LHRH analogues may be used to treat patients with any stage of prostate cancer. When first taken, these drugs may increase prostate cancer growth and make a patient’s symptoms worse. This temporary problem is called “tumor flare.” Gradually, these drugs cause hormone deprivation, shrinkage of prostate cancer, and improvement in symptoms. This “tumor flare” can be prevented by taking an antiandrogen medication before LHRH analogues. Antiandrogens are discussed below.

GnRH antagonists: These drugs also turn off the signal for testosterone production by the testicles, but without producing a tumor flare.2 The currently available GnRH antagonist—Firmagon® (degarelix)—is given as a subcutaneous (under-the-skin) injection. Common side effects include injection site reactions, hot flashes, weight gain, fatigue, and increases in certain liver enzymes. GnRH antagonists may also cause bone loss.

Antiandrogens: Not all male hormones are made by the testicles. A small amount of male hormone is made by the adrenal glands, and may not be affected by bilateral orchiectomy or medical castration. An antiandrogen is a medication that can block the effect of the remaining male hormone on prostate cancer cells. Antiandrogens are pills that may be given to patients in addition to orchiectomy or a testosterone-suppressing medication. This combination of treatment is known as total or combined androgen blockade. There is still debate about whether combined androgen blockade is any more effective than surgical or medical castration alone.

Antiandrogens can cause side effects such as loss of sexual desire, diarrhea, enlargement of the breasts and occasional impotence. When used alone, these drugs appear to cause impotence much less often than other forms of hormone therapy. On rare occasion, these drugs can cause liver abnormalities, and blood tests can help detect these problems before serious side effects occur. These drugs can also be discontinued, and male hormone levels gradually return to normal.

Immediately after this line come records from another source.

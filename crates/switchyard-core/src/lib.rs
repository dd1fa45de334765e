//! Switchyard Core - request translation for multiple LLM backends
//!
//! This crate provides:
//! - A normalized content model shared by every backend
//! - OpenAI-compatible and Anthropic format converters
//! - Streaming reconciliation of SSE responses, including tool-call assembly
//! - A generator registry with runtime registration
//! - Tool name normalization, tool discovery and schema sanitizing

pub mod ai;
pub mod constants;
pub mod error;
pub mod tools;

// Re-exports for convenience
pub use ai::client::{GeneratorConfig, HttpContentGenerator};
pub use ai::generator::{ContentGenerator, ResponseStream};
pub use ai::providers::ProviderId;
pub use ai::registry::{create_content_generator, register_generator};
pub use ai::types::{Content, GenerateContentRequest, GenerateContentResponse, Part, Role};
pub use error::{AdapterError, Result};
pub use tools::ToolCatalog;
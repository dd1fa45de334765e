//! Tool declarations: discovery, the catalog and schema sanitizing

pub mod discovery;
pub mod registry;
pub mod sanitize;

pub use discovery::{discover_tools, parse_declarations};
pub use registry::{ToolCatalog, ToolSource};
pub use sanitize::sanitize_parameters;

WHEN TO START HORMONAL THERAPY

Hormonal therapy is commonly used to treat metastatic prostate cancer (cancer that has spread to other parts of the body) and cancer that has returned or after prior treatment. There is general agreement that men experiencing symptoms from prostate cancer should begin treatment immediately. There has been some disagreement, however, regarding the best time to start hormonal therapy in asymptomatic patients.

Hormonal therapy may also be combined with radiation therapy for men with earlier-stage prostate cancer that is considered locally advanced or high-risk.

STRATEGIES TO IMPROVE TREATMENT

The progress that has been made in the treatment of prostate cancer has resulted from improved development of radiation treatments, surgical techniques, development of hormonal therapies, and participation in clinical trials. Future progress in the treatment of prostate cancer will result from continued participation in appropriate clinical trials.

Intermittent Therapy: Some doctors believe that using medical hormonal therapy intermittently can decrease the cost and reduce the side effects of treatment. When treatment is withheld for a period of time, sexual function and quality of life may improve. It is currently unknown whether intermittent hormonal therapy will provide the same survival benefit as early continuous hormonal therapy.

References:

1 Keating NL, O’Malley AJ, Freedland SJ, Smith MR. Diabetes and cardiovascular disease during androgen deprivation therapy: observational study of veterans with prostate cancer. Journal of the National Cancer Institute. 2010;102:39-46.

2 Klotz L, Boccon-Gibod L, Shore ND et al. The efficacy and safety of degarelix: a 12-month, comparative, randomized, open-label, parallel-group phase III study in patients with prostate cancer. BJU Int. 2008;102:1531-8.